C-terminally tagged ACE2 (TETSQVAPA, C9-tag) from Hyeryun Choe, was obtained from Addgene (#1786)2. C9 was replaced with EGFP to generate ACE2-GFP, which was in turn deposited to Addgene (#154962). TMPRSS2 expression vector from Roger Reeves, was obtained from Addgene34.

Western blotting, immunoprecipitation and quantitative PCR

Cells were lysed in RIPA buffer containing protease inhibitors (Pierce protease inhibitor tablets, Thermo-Fisher), and 10 mM NaF. For immunoprecipitation of γS, cells were lysed in 1% CHAPSO, 100 mM NaCl, 2 mM EDTA, 25 mM Tris–HCl (pH 7.4), with protease inhibitors, and 1.2 mg of protein lysate immunoprecipitated with 2.5 μg C9-tag antibody and Protein G magnetic beads (Cell Signaling Biotechnology). After overnight incubation, beads were separated with a DynaMag-2 magnet (Thermo-Fisher), and washed three times in buffer containing 0.5% CHAPSO. Beads were re-suspended in 2 × Laemmli buffer and heated at 70ºC for 10 min, prior to SDS-PAGE, Western blot and visualization with the ECL Western Blotting Detection Kit (GE Healthcare Bio-Sciences). Uncropped original scans of blots are shown in Supplementary Information.
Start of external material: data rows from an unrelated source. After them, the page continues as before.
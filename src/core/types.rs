//! core::types
//!
//! Strong types for core domain concepts.
//!
//! # Types
//!
//! - [`Bits`] - Validated binary word (only '0' and '1'), most significant
//!   bit first
//!
//! # Validation
//!
//! These types enforce validity at construction time. Invalid values
//! cannot be represented, preventing entire classes of bugs.
//!
//! # Examples
//!
//! ```
//! use linlab::core::types::Bits;
//!
//! let word = Bits::parse("1011").unwrap();
//! assert_eq!(word.len(), 4);
//! assert_eq!(word.to_string(), "1011");
//!
//! assert!(Bits::parse("10x1").is_err());
//! assert!(Bits::parse("").is_err());
//! ```

use std::fmt;
use std::str::FromStr;

use serde::{Deserialize, Serialize};
use thiserror::Error;

/// Errors from type validation.
#[derive(Debug, Error, PartialEq, Eq)]
pub enum BitsError {
    #[error("binary word cannot be empty")]
    Empty,

    #[error("invalid character '{found}' at index {index}: expected '0' or '1'")]
    InvalidCharacter { index: usize, found: char },

    #[error("bit index {index} out of range for word of length {len}")]
    IndexOutOfRange { index: usize, len: usize },
}

/// A validated binary word.
///
/// Bits are stored most significant first, matching the order in which the
/// word is written. Index 0 is the leftmost character of the textual form.
///
/// # Example
///
/// ```
/// use linlab::core::types::Bits;
///
/// let mut word = Bits::parse("1010").unwrap();
/// assert_eq!(word.bit(0), 1);
/// assert_eq!(word.bit(3), 0);
///
/// word.flip(3).unwrap();
/// assert_eq!(word.to_string(), "1011");
/// ```
#[derive(Debug, Clone, PartialEq, Eq, Hash, Serialize, Deserialize)]
#[serde(try_from = "String", into = "String")]
pub struct Bits(Vec<u8>);

impl Bits {
    /// Parse a binary word from its textual form.
    ///
    /// # Errors
    ///
    /// Returns `BitsError::Empty` for an empty string and
    /// `BitsError::InvalidCharacter` for anything besides '0' and '1'.
    pub fn parse(s: &str) -> Result<Self, BitsError> {
        if s.is_empty() {
            return Err(BitsError::Empty);
        }
        let mut bits = Vec::with_capacity(s.len());
        for (index, ch) in s.chars().enumerate() {
            match ch {
                '0' => bits.push(0),
                '1' => bits.push(1),
                found => return Err(BitsError::InvalidCharacter { index, found }),
            }
        }
        Ok(Self(bits))
    }

    /// Build a word from raw bit values, most significant first.
    ///
    /// # Errors
    ///
    /// Returns `BitsError::Empty` if the slice is empty. Any nonzero value
    /// is treated as a set bit.
    pub fn from_bits(bits: &[u8]) -> Result<Self, BitsError> {
        if bits.is_empty() {
            return Err(BitsError::Empty);
        }
        Ok(Self(bits.iter().map(|&b| u8::from(b != 0)).collect()))
    }

    /// Number of bits in the word.
    pub fn len(&self) -> usize {
        self.0.len()
    }

    /// Always false: empty words cannot be constructed.
    pub fn is_empty(&self) -> bool {
        self.0.is_empty()
    }

    /// The bit at `index`, counting from the left (most significant first).
    ///
    /// # Panics
    ///
    /// Panics if `index` is out of range; use [`Bits::flip`] for fallible
    /// access.
    pub fn bit(&self, index: usize) -> u8 {
        self.0[index]
    }

    /// Flip the bit at `index`, counting from the left.
    ///
    /// # Errors
    ///
    /// Returns `BitsError::IndexOutOfRange` if `index >= len`.
    pub fn flip(&mut self, index: usize) -> Result<(), BitsError> {
        let len = self.0.len();
        let bit = self
            .0
            .get_mut(index)
            .ok_or(BitsError::IndexOutOfRange { index, len })?;
        *bit ^= 1;
        Ok(())
    }

    /// The bits as a slice, most significant first.
    pub fn as_slice(&self) -> &[u8] {
        &self.0
    }

    /// The bits in reverse order (least significant first).
    ///
    /// Hamming positions count from 1 at the rightmost bit, so code that
    /// works position-wise usually wants this order.
    pub fn reversed(&self) -> Vec<u8> {
        self.0.iter().rev().copied().collect()
    }
}

impl fmt::Display for Bits {
    fn fmt(&self, f: &mut fmt::Formatter<'_>) -> fmt::Result {
        for bit in &self.0 {
            write!(f, "{}", bit)?;
        }
        Ok(())
    }
}

impl FromStr for Bits {
    type Err = BitsError;

    fn from_str(s: &str) -> Result<Self, Self::Err> {
        Self::parse(s)
    }
}

impl TryFrom<String> for Bits {
    type Error = BitsError;

    fn try_from(value: String) -> Result<Self, Self::Error> {
        Self::parse(&value)
    }
}

impl From<Bits> for String {
    fn from(value: Bits) -> Self {
        value.to_string()
    }
}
Immunofluorescence and confocal imaging

Cells were seeded on glass coverslips as previously described36, and images gathered with an Axio Observer Z1 with an LSM 710 scanning module (Zeiss), collected using a 63 × Zeiss Plan-Apochromat oil objective. All images were obtained in a 1024- by 1024-pixel format and processed with ZEN2 (Zeiss).

SARS-CoV-2 pseudovirus and cell entry inhibition

Recombinant Indiana vesicular stomatitis virus (rVSV) expressing SARS-CoV-2 S-protein, and the neutralizing antibody used as control, were generated as described25. 293 T cells were grown to 80% confluency before transfection with pCMV3-SARS-CoV-2-spike using FuGENE 6 (Promega), and cultured overnight at 37 °C with 5% CO2. The next day, medium was removed and cells were infected with VSV-G pseudo-typed ΔG-luciferase (G*ΔG-luciferase, Kerafast) in DMEM at an MOI of 3 for 1 h before washing the cells with 1 × DPBS three times. DMEM supplemented with anti-VSV-G antibody (I1, mouse hybridoma supernatant from CRL-2700; ATCC) was added to the infected cells, and supernatant harvested the next day. To test DBZ inhibition of SARS-CoV-2 cell entry, VeroE6 or Caco-2 cells were seeded in a 96-well plate at a concentration of 2 × 104 cells per well. Pseudovirus were incubated the next day with serial dilutions of DBZ in triplicate for 30 min at 37 °C. The mixture was added to cultured cells and incubated for an additional 24 h. An S-protein neutralizing antibody was used as control25. Luminescence was measured using a Britelite plus Reporter Gene Assay System (PerkinElmer) (Suppl. Information).